CTA Frontend API (protobuf definitions)

//
// gRPC interface to CTA frontend
//

/*
 * File metadata
 */
message FileInfo {
  string fid = 1; // disk system unique file ID
  uint64 size = 2; // file size
  string storageClass = 3; // tape system related storage class (file family)
  cta.common.ChecksumBlob csb = 4; // set of knows checksums for the given file
}

/*
 * Response to the ARCHIVE request.
 */
message ArchiveResponse {
  uint64 fid = 1; // tape system unique file ID
  string reqId = 2; // tape request scheduler ID, used to cancel the request
}

/*
 * Response to the RETRIEVE request.
 */
message RetrieveResponse {
  string reqId = 1; // tape request scheduler ID, used to cancel the request
}


/*
 * ARCHIVE request.
 */
message ArchiveRequest {
  cta.common.Service instance = 1;  // client instance ID
  cta.eos.Client cli = 2;      // requester information
  cta.eos.Transport transport = 3;      // IO, error and success endpoints
  FileInfo file = 4;      // files' metadata
}

/*
 * RETRIEVE request.
 */
message RetrieveRequest {
  cta.common.Service instance = 1;  // client instance ID
  cta.eos.Client cli = 2;      // requester information
  cta.eos.Transport transport = 3;      // IO, error and success endpoints
  FileInfo file = 4;      // files' metadata
  uint64 archiveId = 5; // tape system unique file ID
}

/*
 * DELETE request.
 */
message DeleteRequest {
  cta.common.Service instance = 1;  // client instance ID
  cta.eos.Client cli = 2;      // requester information
  FileInfo file = 3;      // files' metadata
  uint64 archiveId = 4; // tape system unique file ID
  string reqId = 5; // pending ARCHIVE request scheduler ID
}

/*
 * CANCEL RETRIEVE request.
 */
message CancelRetrieveRequest {
  cta.common.Service instance = 1;  // client instance ID
  cta.eos.Client cli = 2;      // requester information
  uint64 fid = 3; // tape system unique file ID
  string reqId = 4; // tape request scheduler ID, used to cancel the request
}

gRPC callback definitions

service CtaRpc {
  rpc Version (google.protobuf.Empty) returns (cta.admin.Version) {}

  rpc Archive (ArchiveRequest) returns (ArchiveResponse) {}
  rpc Retrieve (RetrieveRequest) returns (RetrieveResponse) {}
  rpc Delete (DeleteRequest) returns (google.protobuf.Empty) {}
  rpc CancelRetrieve (CancelRetrieveRequest) returns (google.protobuf.Empty) {}
}

dCache file metadata

message FileInfo {
  string fid = 1; // disk system unique file ID
  uint64 size = 2; // file size
  string storageClass = 3; // tape system related storage class (file family)
  cta.common.ChecksumBlob csb = 4; // set of knows checksums for the given file
}

EOS file metadata

Defined in message Metadata
fid is uint64 (vs. string in dCache)
size, csb are the same
Storage class is sent in the extended attributes, map<string, string> xattr
To be checked, do we even use all of the rest of the fields in message Metadata? Perhaps some fields can be deprecated.

dCache response format

message ArchiveResponse {
  uint64 fid = 1; // tape system unique file ID
  string reqId = 2; // tape request scheduler ID, used to cancel the request
}

message RetrieveResponse {
  string reqId = 1; // tape request scheduler ID, used to cancel the request
}

Note: empty response for Delete and CancelRetrieve events = no error reporting!

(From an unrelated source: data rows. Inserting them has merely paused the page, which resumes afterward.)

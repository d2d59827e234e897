//! Prefix completion against a fixed command-name list.

/// Command names offered by Tab completion when none are configured.
pub const DEFAULT_COMPLETIONS: [&str; 20] = [
    "help", "clear", "history", "pwd", "ls", "dir", "cd", "cat", "echo", "python", "python3",
    "node", "npm", "pip", "git", "mkdir", "touch", "rm", "cp", "mv",
];

/// Outcome of completing a partially typed command.
#[derive(Debug, Clone, PartialEq, Eq)]
pub enum Completion {
    /// Empty input or no candidate matched.
    NoMatch,
    /// Exactly one candidate; `suffix` is what must be appended to the input.
    Unique { suffix: String },
    /// Several candidates share the prefix, in candidate-list order.
    Ambiguous(Vec<String>),
}

/// Complete `input` against `candidates` with a case-sensitive prefix match.
pub fn complete<S: AsRef<str>>(input: &str, candidates: &[S]) -> Completion {
    if input.is_empty() {
        return Completion::NoMatch;
    }

    let matches: Vec<&str> = candidates
        .iter()
        .map(AsRef::as_ref)
        .filter(|candidate| candidate.starts_with(input))
        .collect();

    match matches.as_slice() {
        [] => Completion::NoMatch,
        [only] => Completion::Unique {
            suffix: only[input.len()..].to_string(),
        },
        many => Completion::Ambiguous(many.iter().map(|m| m.to_string()).collect()),
    }
}

/// Default candidates as owned strings, for configuration defaults.
pub fn default_completions() -> Vec<String> {
    DEFAULT_COMPLETIONS.iter().map(|s| s.to_string()).collect()
}

#[cfg(test)]
mod tests {
    use super::*;

    #[test]
    fn unique_match_yields_only_the_suffix() {
        let candidates = ["python3", "ls", "git"];
        assert_eq!(
            complete("py", &candidates),
            Completion::Unique {
                suffix: "thon3".to_string()
            }
        );
    }

    #[test]
    fn several_matches_are_listed_in_order() {
        assert_eq!(
            complete("py", &DEFAULT_COMPLETIONS),
            Completion::Ambiguous(vec!["python".to_string(), "python3".to_string()])
        );
    }

    #[test]
    fn matching_is_case_sensitive() {
        assert_eq!(complete("LS", &DEFAULT_COMPLETIONS), Completion::NoMatch);
    }

    #[test]
    fn empty_input_never_completes() {
        assert_eq!(complete("", &DEFAULT_COMPLETIONS), Completion::NoMatch);
    }

    #[test]
    fn exact_match_completes_with_empty_suffix() {
        assert_eq!(
            complete("pwd", &DEFAULT_COMPLETIONS),
            Completion::Unique {
                suffix: String::new()
            }
        );
    }

    #[test]
    fn input_with_arguments_matches_nothing() {
        assert_eq!(complete("git st", &DEFAULT_COMPLETIONS), Completion::NoMatch);
    }
}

CTA XrdSsi Frontend response format

message Response {
  enum ResponseType {
    RSP_INVALID                       = 0;      //< Response type was not set
    RSP_SUCCESS                       = 1;      //< Request is valid and was accepted for processing
    RSP_ERR_PROTOBUF                  = 2;      //< Framework error caused by Google Protocol Buffers layer
    RSP_ERR_CTA                       = 3;      //< Server error reported by CTA Frontend
    RSP_ERR_USER                      = 4;      //< User request is invalid
  }
  ResponseType type                   = 1;      //< Encode the type of this response
  map<string, string> xattr           = 2;      //< xattribute map
  string message_txt                  = 3;      //< Optional response message text
  cta.admin.HeaderType show_header    = 4;      //< Type of header to display (for stream responses)
}

Archive file id/request ID is returned in the extended attributes.

We could drop the Alert message. This was added as it is a feature supported by XRootD SSI, but I believe we don't use it for anything.

Why are we adapting the existing protobuf definitions? we can instead develop a protobuf for the new frontend independent from the design of xrootd-ssi-protobuf-interface, and develop independent version of cta-admin, etc to work with the grpc frontend.

Fair comment, we don't need to tie ourselves rigidly to the existing definitions. I suppose our minimum constraints are these:

The new definitions should be broad enough to include all the metadata from EOS and the metadata from dCache.
The new definitions should be able to be implemented in the EOS WFE with a minimum of effort.
We will be using both Frontends in parallel for some time, we should not have to maintain two separate sets of protobufs when we change something. (This can be solved by importing the existing definitions into a new version of cta_frontend.proto where possible).

The current EOSCTA implementation went for a "One protobuf to rule them all" approach, where all request/response types are encompassed in one protobuf which is then sent to a single dispatcher function in the Frontend.

The dCache approach is to have a separate protobuf and RPC call for each request type.

Changing this would make it difficult to share code between the SSI and gRPC implementations, so we should discuss if there is a strong case for doing so.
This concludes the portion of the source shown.